Wednesday Wisdom
“I can achieve my wildest creative dreams going slow and resting often.” ~ @sabinethegem
Morning Musings
Earlier this year—while helping me care for Violet during a week of solo parenting—my sister introduced her to the phrase “doing the most,” as she was, in fact, doing the most during dinner at Chili’s (as toddlers are wont to do).
Fast forward to several months later and yet another week of solo parenting and well, let’s just say the apple doesn’t fall far from the tree. Hi, it’s me. I’m the tree. 🌲
Fresh off a lovely week in St.
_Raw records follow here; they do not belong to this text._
use std::collections::{HashMap, HashSet};

use rayon::prelude::*;
use serde::{Deserialize, Serialize};
use tracing::{debug, info, instrument};

use super::ds::{DataStructure, EntityId};
use super::history::HistoryCollector;
use super::options::Tuning;
use super::progress::{ProgressToken, Stage};
use super::report::{BooleanError, Report, WarningKind};
use crate::geometry::analytic::{CurveCurveHit, CurveSurfaceHit, SurfaceSurfaceHit};
use crate::geometry::curves::{Curve, Line3d};
use crate::geometry::point::{Point2d, Point3d};
use crate::geometry::polygon::{self, Containment};
use crate::geometry::{Evaluable, GeomError, GeometryEngine};
use crate::topology::brep::{EntityStore, FaceFrame, FaceId};
use crate::topology::shape::EntityKind;

#[derive(Debug, Clone, Copy, PartialEq, Eq, Hash, Serialize, Deserialize)]
pub enum InterferenceKind {
    VertexVertex,
    VertexEdge,
    EdgeEdge,
    VertexFace,
    EdgeFace,
    FaceFace,
}

#[derive(Debug, Clone, PartialEq)]
pub enum Locus {
    /// Contact at one vertex, existing or created for the contact.
    Point { vertex: EntityId },
    /// Overlapping edges, an edge lying in a face, or coplanar faces.
    Coincidence,
    /// Section edges cut by a face/face intersection.
    Curves { edges: Vec<EntityId> },
}

#[derive(Debug, Clone, PartialEq)]
pub struct Interference {
    pub kind: InterferenceKind,
    pub first: EntityId,
    pub second: EntityId,
    pub locus: Locus,
    /// Curve parameter of the contact on each side, where one exists.
    pub params: (Option<f64>, Option<f64>),
}

/// An edge created along a face/face intersection, with every face it lies on.
#[derive(Debug, Clone, PartialEq)]
pub struct SectionEdge {
    pub edge: EntityId,
    pub faces: Vec<EntityId>,
}

#[derive(Debug, Clone, Default)]
pub struct InterferenceTable {
    pub records: Vec<Interference>,
    pub sections: Vec<SectionEdge>,
}

impl InterferenceTable {
    pub fn of_kind(&self, kind: InterferenceKind) -> impl Iterator<Item = &Interference> + '_ {
        self.records.iter().filter(move |r| r.kind == kind)
    }

    /// Split points `(edge, parameter, vertex)` asserted by the records.
    pub fn paves(&self) -> Vec<(EntityId, f64, EntityId)> {
        let mut out = Vec::new();
        for r in &self.records {
            let Locus::Point { vertex } = r.locus else { continue };
            match (r.kind, r.params) {
                (InterferenceKind::VertexEdge, (_, Some(t))) => out.push((r.second, t, vertex)),
                (InterferenceKind::EdgeEdge, (Some(t1), Some(t2))) => {
                    out.push((r.first, t1, vertex));
                    out.push((r.second, t2, vertex));
                }
                (InterferenceKind::EdgeFace, (Some(t), _)) => out.push((r.first, t, vertex)),
                _ => {}
            }
        }
        out
    }

    /// `(edge, face)` pairs where the edge lies in the face.
    pub fn edges_in_faces(&self) -> Vec<(EntityId, EntityId)> {
        self.of_kind(InterferenceKind::EdgeFace)
            .filter(|r| r.locus == Locus::Coincidence)
            .map(|r| (r.first, r.second))
            .collect()
    }

    /// Vertices at point contacts, in record order.
    pub fn contact_vertices(&self) -> Vec<EntityId> {
        let mut out = Vec::new();
        for r in &self.records {
            if let Locus::Point { vertex } = r.locus {
                if !out.contains(&vertex) {
                    out.push(vertex);
                }
            }
        }
        out
    }
}

/// Planar face boundary in its own frame, computed once per run.
#[derive(Debug, Clone)]
pub struct FaceRegion {
    pub frame: FaceFrame,
    pub rings: Vec<Vec<Point2d>>,
}

impl FaceRegion {
    /// `None` for faces on curved surfaces.
    pub fn of(store: &EntityStore, face: FaceId) -> Option<Self> {
        let frame = store.face_frame(face)?;
        let rings = store.face_rings(face, &frame);
        Some(Self { frame, rings })
    }

    pub fn containment(&self, p: &Point3d, tol: f64) -> Containment {
        polygon::point_in_region(&self.frame.to_2d(p), &self.rings, tol)
    }

    /// Parameter intervals of an in-plane line lying on the region.
    pub fn clip(&self, line: &Line3d, tol: f64) -> Vec<(f64, f64)> {
        let (dx, dy) = self.frame.direction_2d(&line.direction);
        let len = dx.hypot(dy);
        if len < 0.5 {
            return vec![];
        }
        polygon::clip_line(self.frame.to_2d(&line.origin), (dx / len, dy / len), &self.rings, tol)
    }
}

pub fn face_regions(store: &EntityStore, ds: &DataStructure) -> HashMap<EntityId, FaceRegion> {
    ds.ids_of_kind(EntityKind::Face)
        .filter_map(|id| Some((id, FaceRegion::of(store, ds.face(id)?)?)))
        .collect()
}

fn overlap_intervals(a: &[(f64, f64)], b: &[(f64, f64)], tol: f64) -> Vec<(f64, f64)> {
    let mut out = Vec::new();
    for &(a0, a1) in a {
        for &(b0, b1) in b {
            let (lo, hi) = (a0.max(b0), a1.min(b1));
            if hi - lo > tol {
                out.push((lo, hi));
            }
        }
    }
    out.sort_by(|x, y| x.0.total_cmp(&y.0));
    out
}
//! Checks on built shapes: topological audit of shells and exact
//! volumes of planar and full-revolution B-Reps.

pub mod audit;
pub mod volume;

pub use audit::{ShellAudit, TopologyError, audit_faces, audit_shell, verify_solid};
pub use volume::{VolumeVerification, face_area, shape_volume, solid_volume, verify_boolean_volume_identity};
use nalgebra::{Matrix3, Vector3};
use thiserror::Error;

use super::Evaluable;
use super::curves::{Line3d, Ray};
use super::point::Point3d;
use super::surfaces::{Cylinder, Plane, Sphere};

/// Failure of an exact geometric query. Never a panic.
#[derive(Debug, Clone, PartialEq, Error)]
pub enum GeomError {
    #[error("no solution: {reason}")]
    NoSolution { reason: String },

    #[error("unsupported {first}/{second} intersection")]
    Unsupported {
        first: &'static str,
        second: &'static str,
    },

    /// Nearly coincident loci whose contact cannot be decided at the given tolerance.
    #[error("ambiguous contact at tolerance {tolerance:e}")]
    Ambiguous { tolerance: f64 },
}

/// Exact intersection against another geometric primitive.
pub trait Intersectable<Rhs: ?Sized> {
    type Output;

    fn intersect(&self, other: &Rhs, tol: f64) -> Result<Self::Output, GeomError>;
}

#[derive(Debug, Clone, Copy, PartialEq)]
pub enum LineLine {
    Crossing { point: Point3d, t1: f64, t2: f64 },
    Collinear,
    Apart,
}

#[derive(Debug, Clone, Copy, PartialEq)]
pub enum LinePlane {
    Crossing { point: Point3d, t: f64 },
    InPlane,
    Apart,
}

#[derive(Debug, Clone, Copy, PartialEq)]
pub enum PlanePlane {
    Line(Line3d),
    Coincident,
    Parallel,
}

impl Intersectable<Line3d> for Line3d {
    type Output = LineLine;

    fn intersect(&self, other: &Line3d, tol: f64) -> Result<LineLine, GeomError> {
        let w = self.origin - other.origin;
        let b = self.direction.dot(&other.direction);
        let d = self.direction.dot(&w);
        let e = other.direction.dot(&w);
        let denom = 1.0 - b * b;

        if denom.abs() < 1e-18 {
            return Ok(if other.distance_to_point(&self.origin) <= tol {
                LineLine::Collinear
            } else {
                LineLine::Apart
            });
        }

        let t1 = (b * e - d) / denom;
        let t2 = (e - b * d) / denom;
        let p1 = self.point_at(t1);
        let p2 = other.point_at(t2);
        if p1.distance_to(&p2) > tol {
            return Ok(LineLine::Apart);
        }
        Ok(LineLine::Crossing {
            point: p1.midpoint(&p2),
            t1,
            t2,
        })
    }
}

impl Intersectable<Plane> for Line3d {
    type Output = LinePlane;

    fn intersect(&self, plane: &Plane, tol: f64) -> Result<LinePlane, GeomError> {
        let denom = self.direction.dot(&plane.normal);
        let dist = plane.signed_distance(&self.origin);
        if denom.abs() < 1e-15 {
            return Ok(if dist.abs() <= tol {
                LinePlane::InPlane
            } else {
                LinePlane::Apart
            });
        }
        let t = -dist / denom;
        Ok(LinePlane::Crossing {
            point: self.point_at(t),
            t,
        })
    }
}

impl Intersectable<Plane> for Plane {
    type Output = PlanePlane;

    fn intersect(&self, other: &Plane, tol: f64) -> Result<PlanePlane, GeomError> {
        let dir = self.normal.cross(&other.normal);
        if dir.length() < 1e-12 {
            return Ok(if self.signed_distance(&other.origin).abs() <= tol {
                PlanePlane::Coincident
            } else {
                PlanePlane::Parallel
            });
        }
        let dir = dir.normalize_or_zero();
        let m = Matrix3::from_rows(&[
            self.normal.to_nalgebra().transpose(),
            other.normal.to_nalgebra().transpose(),
            dir.to_nalgebra().transpose(),
        ]);
        let rhs = Vector3::new(
            self.normal.dot(&self.origin.to_vec3()),
            other.normal.dot(&other.origin.to_vec3()),
            dir.dot(&self.origin.to_vec3()),
        );
        let x = m.lu().solve(&rhs).ok_or_else(|| GeomError::NoSolution {
            reason: "singular plane/plane system".into(),
        })?;
        let origin = Point3d::new(x[0], x[1], x[2]);
        Line3d::new(origin, dir)
            .map(PlanePlane::Line)
            .ok_or_else(|| GeomError::NoSolution {
                reason: "null plane/plane direction".into(),
            })
    }
}

/// Result of a ray-surface intersection.
#[derive(Debug, Clone, Copy)]
pub struct RaySurfaceHit {
    pub point: Point3d,
    pub t: f64,
}

pub fn ray_plane(ray: &Ray, plane: &Plane) -> Option<RaySurfaceHit> {
    let denom = ray.direction.dot(&plane.normal);
    if denom.abs() < 1e-15 {
        return None;
    }
    let t = (plane.origin - ray.origin).dot(&plane.normal) / denom;
    (t >= 0.0).then(|| RaySurfaceHit { point: ray.at(t), t })
}

pub fn ray_sphere(ray: &Ray, sphere: &Sphere) -> Vec<RaySurfaceHit> {
    let oc = ray.origin - sphere.center;
    let b = 2.0 * oc.dot(&ray.direction);
    let c = oc.length_squared() - sphere.radius * sphere.radius;
    hits_from_roots(ray, solve_quadratic(1.0, b, c))
}

/// Intersect a ray with an infinite cylinder.
pub fn ray_cylinder(ray: &Ray, cyl: &Cylinder) -> Vec<RaySurfaceHit> {
    let oc = ray.origin - cyl.origin;
    let d = ray.direction - cyl.axis * ray.direction.dot(&cyl.axis);
    let o = oc - cyl.axis * oc.dot(&cyl.axis);
    let a = d.length_squared();
    if a < 1e-15 {
        return vec![];
    }
    let b = 2.0 * d.dot(&o);
    let c = o.length_squared() - cyl.radius * cyl.radius;
    hits_from_roots(ray, solve_quadratic(a, b, c))
}

fn hits_from_roots(ray: &Ray, mut roots: Vec<f64>) -> Vec<RaySurfaceHit> {
    roots.retain(|t| *t >= 0.0);
    roots.sort_by(f64::total_cmp);
    roots
        .into_iter()
        .map(|t| RaySurfaceHit { point: ray.at(t), t })
        .collect()
}

fn solve_quadratic(a: f64, b: f64, c: f64) -> Vec<f64> {
    let disc = b * b - 4.0 * a * c;
    if disc < 0.0 {
        return vec![];
    }
    if disc == 0.0 {
        return vec![-b / (2.0 * a)];
    }
    // Citardauq form avoids cancellation for the smaller root.
    let q = -0.5 * (b + b.signum() * disc.sqrt());
    if q == 0.0 {
        return vec![0.0];
    }
    vec![q / a, c / q]
}

#[cfg(test)]
mod tests {
    use super::*;
    use crate::geometry::vector::Vec3;
    use approx::assert_abs_diff_eq;

    #[test]
    fn crossing_lines_meet_at_point() {
        let a = Line3d::new(Point3d::ORIGIN, Vec3::X).unwrap();
        let b = Line3d::new(Point3d::new(2.0, -1.0, 0.0), Vec3::Y).unwrap();
        match a.intersect(&b, 1e-9).unwrap() {
            LineLine::Crossing { point, t1, t2 } => {
                assert_abs_diff_eq!(point, Point3d::new(2.0, 0.0, 0.0), epsilon = 1e-12);
                assert_abs_diff_eq!(t1, 2.0, epsilon = 1e-12);
                assert_abs_diff_eq!(t2, 1.0, epsilon = 1e-12);
            }
            other => panic!("expected crossing, got {other:?}"),
        }
    }

    #[test]
    fn skew_and_collinear_lines() {
        let a = Line3d::new(Point3d::ORIGIN, Vec3::X).unwrap();
        let skew = Line3d::new(Point3d::new(0.0, 0.0, 1.0), Vec3::Y).unwrap();
        let same = Line3d::new(Point3d::new(5.0, 0.0, 0.0), -Vec3::X).unwrap();
        assert_eq!(a.intersect(&skew, 1e-9).unwrap(), LineLine::Apart);
        assert_eq!(a.intersect(&same, 1e-9).unwrap(), LineLine::Collinear);
    }

    #[test]
    fn line_plane_cases() {
        let plane = Plane::new(Point3d::new(0.0, 0.0, 1.0), Vec3::Z);
        let through = Line3d::new(Point3d::ORIGIN, Vec3::new(0.0, 1.0, 1.0)).unwrap();
        match through.intersect(&plane, 1e-9).unwrap() {
            LinePlane::Crossing { point, .. } => {
                assert_abs_diff_eq!(point, Point3d::new(0.0, 1.0, 1.0), epsilon = 1e-12)
            }
            other => panic!("expected crossing, got {other:?}"),
        }
        let inside = Line3d::new(Point3d::new(3.0, 0.0, 1.0), Vec3::X).unwrap();
        assert_eq!(inside.intersect(&plane, 1e-9).unwrap(), LinePlane::InPlane);
    }

    #[test]
    fn plane_plane_line_lies_on_both() {
        let p1 = Plane::new(Point3d::new(0.5, 0.0, 0.0), Vec3::X);
        let p2 = Plane::new(Point3d::new(0.0, 0.0, 1.0), -Vec3::Z);
        let PlanePlane::Line(line) = p1.intersect(&p2, 1e-9).unwrap() else {
            panic!("expected a line");
        };
        for t in [-3.0, 0.0, 2.5] {
            let p = line.point_at(t);
            assert_abs_diff_eq!(p1.signed_distance(&p), 0.0, epsilon = 1e-12);
            assert_abs_diff_eq!(p2.signed_distance(&p), 0.0, epsilon = 1e-12);
        }
        let p3 = Plane::new(Point3d::new(0.5, 4.0, 0.0), -Vec3::X);
        assert_eq!(p1.intersect(&p3, 1e-9).unwrap(), PlanePlane::Coincident);
    }

    #[test]
    fn ray_hits_sphere_and_cylinder() {
        let ray = Ray::new(Point3d::new(-5.0, 0.0, 0.0), Vec3::X);
        let hits = ray_sphere(&ray, &Sphere::new(Point3d::ORIGIN, 1.0));
        assert_eq!(hits.len(), 2);
        assert_abs_diff_eq!(hits[0].t, 4.0, epsilon = 1e-12);
        let cyl = Cylinder::new(Point3d::ORIGIN, Vec3::Z, 2.0);
        let hits = ray_cylinder(&ray, &cyl);
        assert_abs_diff_eq!(hits[1].point, Point3d::new(2.0, 0.0, 0.0), epsilon = 1e-12);
        assert!(ray_plane(&ray, &Plane::new(Point3d::new(-6.0, 0.0, 0.0), Vec3::X)).is_none());
    }
}
use serde::{Deserialize, Serialize};

use super::brep::{EdgeId, EntityStore, FaceId, ShellId, SolidId, VertexId};

/// Kind of a topological entity, ordered by decreasing dimension.
#[derive(Debug, Clone, Copy, PartialEq, Eq, Hash, PartialOrd, Ord, Serialize, Deserialize)]
pub enum EntityKind {
    Solid,
    Shell,
    Face,
    Edge,
    Vertex,
}

impl EntityKind {
    pub fn dimension(self) -> u8 {
        match self {
            EntityKind::Solid | EntityKind::Shell => 3,
            EntityKind::Face => 2,
            EntityKind::Edge => 1,
            EntityKind::Vertex => 0,
        }
    }
}

/// Typed reference to one entity of the store.
#[derive(Debug, Clone, Copy, PartialEq, Eq, Hash, PartialOrd, Ord, Serialize, Deserialize)]
pub enum EntityRef {
    Vertex(VertexId),
    Edge(EdgeId),
    Face(FaceId),
    Shell(ShellId),
    Solid(SolidId),
}

impl EntityRef {
    pub fn kind(&self) -> EntityKind {
        match self {
            EntityRef::Vertex(_) => EntityKind::Vertex,
            EntityRef::Edge(_) => EntityKind::Edge,
            EntityRef::Face(_) => EntityKind::Face,
            EntityRef::Shell(_) => EntityKind::Shell,
            EntityRef::Solid(_) => EntityKind::Solid,
        }
    }
}

/// An operand or a result: one entity, a compound of shapes, or nothing.
#[derive(Debug, Clone, PartialEq, Default, Serialize, Deserialize)]
pub enum Shape {
    #[default]
    Empty,
    Vertex(VertexId),
    Edge(EdgeId),
    Face(FaceId),
    Shell(ShellId),
    Solid(SolidId),
    Compound(Vec<Shape>),
}

impl From<EntityRef> for Shape {
    fn from(r: EntityRef) -> Self {
        match r {
            EntityRef::Vertex(v) => Shape::Vertex(v),
            EntityRef::Edge(e) => Shape::Edge(e),
            EntityRef::Face(f) => Shape::Face(f),
            EntityRef::Shell(s) => Shape::Shell(s),
            EntityRef::Solid(s) => Shape::Solid(s),
        }
    }
}

impl Shape {
    /// Builds the canonical shape for a list of entities: nothing, the
    /// single entity, or a compound.
    pub fn from_entities(mut items: Vec<EntityRef>) -> Shape {
        match items.len() {
            0 => Shape::Empty,
            1 => Shape::from(items.remove(0)),
            _ => Shape::Compound(items.into_iter().map(Shape::from).collect()),
        }
    }

    pub fn entity(&self) -> Option<EntityRef> {
        match self {
            Shape::Vertex(v) => Some(EntityRef::Vertex(*v)),
            Shape::Edge(e) => Some(EntityRef::Edge(*e)),
            Shape::Face(f) => Some(EntityRef::Face(*f)),
            Shape::Shell(s) => Some(EntityRef::Shell(*s)),
            Shape::Solid(s) => Some(EntityRef::Solid(*s)),
            Shape::Empty | Shape::Compound(_) => None,
        }
    }

    /// Top-level entities with compounds flattened.
    pub fn leaves(&self) -> Vec<EntityRef> {
        let mut out = Vec::new();
        self.collect_leaves(&mut out);
        out
    }

    fn collect_leaves(&self, out: &mut Vec<EntityRef>) {
        match self {
            Shape::Empty => {}
            Shape::Compound(items) => items.iter().for_each(|s| s.collect_leaves(out)),
            other => out.extend(other.entity()),
        }
    }

    pub fn is_empty(&self) -> bool {
        self.leaves().is_empty()
    }

    pub fn solids(&self) -> Vec<SolidId> {
        self.leaves()
            .into_iter()
            .filter_map(|r| match r {
                EntityRef::Solid(s) => Some(s),
                _ => None,
            })
            .collect()
    }
}

impl EntityStore {
    pub fn contains(&self, r: EntityRef) -> bool {
        match r {
            EntityRef::Vertex(id) => self.vertices.contains_key(id),
            EntityRef::Edge(id) => self.edges.contains_key(id),
            EntityRef::Face(id) => self.faces.contains_key(id),
            EntityRef::Shell(id) => self.shells.contains_key(id),
            EntityRef::Solid(id) => self.solids.contains_key(id),
        }
    }

    /// Direct sub-entities. Faces list their edges in loop order.
    pub fn children(&self, r: EntityRef) -> Vec<EntityRef> {
        match r {
            EntityRef::Solid(id) => self.solids[id].shells.iter().map(|&s| EntityRef::Shell(s)).collect(),
            EntityRef::Shell(id) => self.shells[id].faces.iter().map(|&f| EntityRef::Face(f)).collect(),
            EntityRef::Face(id) => self.face_edges(id).into_iter().map(EntityRef::Edge).collect(),
            EntityRef::Edge(id) => {
                let e = &self.edges[id];
                if e.is_closed() {
                    vec![EntityRef::Vertex(e.start_vertex)]
                } else {
                    vec![EntityRef::Vertex(e.start_vertex), EntityRef::Vertex(e.end_vertex)]
                }
            }
            EntityRef::Vertex(_) => vec![],
        }
    }

    /// Every entity reachable from `shape`, each listed once, parents
    /// before children.
    pub fn explore(&self, shape: &Shape) -> Vec<EntityRef> {
        let mut seen = std::collections::HashSet::new();
        let mut out = Vec::new();
        let mut stack: Vec<EntityRef> = shape.leaves().into_iter().rev().collect();
        while let Some(r) = stack.pop() {
            if !seen.insert(r) {
                continue;
            }
            out.push(r);
            stack.extend(self.children(r).into_iter().rev());
        }
        out
    }

    pub fn explore_kind(&self, shape: &Shape, kind: EntityKind) -> Vec<EntityRef> {
        self.explore(shape).into_iter().filter(|r| r.kind() == kind).collect()
    }
}
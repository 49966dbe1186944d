use serde::{Deserialize, Serialize};

use super::point::Point3d;
use super::vector::Vec3;

/// Axis-aligned bounding box. A box with `min > max` on any axis is void.
#[derive(Debug, Clone, Copy, PartialEq, Serialize, Deserialize)]
pub struct BoundingBox {
    pub min: Point3d,
    pub max: Point3d,
}

impl Default for BoundingBox {
    fn default() -> Self {
        Self::empty()
    }
}

impl BoundingBox {
    pub fn new(min: Point3d, max: Point3d) -> Self {
        Self { min, max }
    }

    pub fn empty() -> Self {
        Self {
            min: Point3d::new(f64::INFINITY, f64::INFINITY, f64::INFINITY),
            max: Point3d::new(f64::NEG_INFINITY, f64::NEG_INFINITY, f64::NEG_INFINITY),
        }
    }

    pub fn from_points(points: &[Point3d]) -> Self {
        let mut bb = Self::empty();
        for p in points {
            bb.add_point(p);
        }
        bb
    }

    pub fn add_point(&mut self, p: &Point3d) {
        self.min.x = self.min.x.min(p.x);
        self.min.y = self.min.y.min(p.y);
        self.min.z = self.min.z.min(p.z);
        self.max.x = self.max.x.max(p.x);
        self.max.y = self.max.y.max(p.y);
        self.max.z = self.max.z.max(p.z);
    }

    pub fn add_box(&mut self, other: &Self) {
        if other.is_void() {
            return;
        }
        self.add_point(&other.min);
        self.add_point(&other.max);
    }

    pub fn is_void(&self) -> bool {
        self.min.x > self.max.x || self.min.y > self.max.y || self.min.z > self.max.z
    }

    /// Overlap test; touching boxes intersect.
    pub fn intersects(&self, other: &Self) -> bool {
        !self.is_void()
            && !other.is_void()
            && self.min.x <= other.max.x
            && self.max.x >= other.min.x
            && self.min.y <= other.max.y
            && self.max.y >= other.min.y
            && self.min.z <= other.max.z
            && self.max.z >= other.min.z
    }

    pub fn contains_point(&self, p: &Point3d) -> bool {
        p.x >= self.min.x
            && p.x <= self.max.x
            && p.y >= self.min.y
            && p.y <= self.max.y
            && p.z >= self.min.z
            && p.z <= self.max.z
    }

    /// Box grown by `gap` on every side.
    pub fn enlarged(&self, gap: f64) -> Self {
        if self.is_void() {
            return *self;
        }
        let d = Vec3::new(gap, gap, gap);
        Self {
            min: self.min - d,
            max: self.max + d,
        }
    }

    pub fn diagonal(&self) -> f64 {
        if self.is_void() { 0.0 } else { self.min.distance_to(&self.max) }
    }

    pub fn center(&self) -> Point3d {
        self.min.midpoint(&self.max)
    }
}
Lucia with Jeff to celebrate our 10-year wedding anniversary, I started the week with the most ambitious to-do list, as I’m wont to do:
three meetings
grocery run
laundry
interview for a story
book coaching session
make dinner before daycare pickup/swim lessons
put together clothes Violet’s outgrown for a couple of moms in the local Facebook group
daycare pickup/swim lessons
eat dinner
bathtime
bedtime routine
go through the 1k+ emails in my inbox & 50+ text messages I missed while I was mostly offline last week
write this newsletter
order cupcakes for Violet’s birthday
book Christmas flights
And, as the Universe would have it, absolutely NOTHING went according to plan. I thought I could multitask while making dinner and pack our swim bag, respond to emails and write this newsletter. If Morgan Freeman were narrating this scene in my biopic, he would say, “She would soon find out that she could not.”
You know that meme that says “She believed she could, but she was really tired, so she didn’t”? That was me, except I believed I could, but I was overwhelmed and I tried really hard, but alas, I was defeated.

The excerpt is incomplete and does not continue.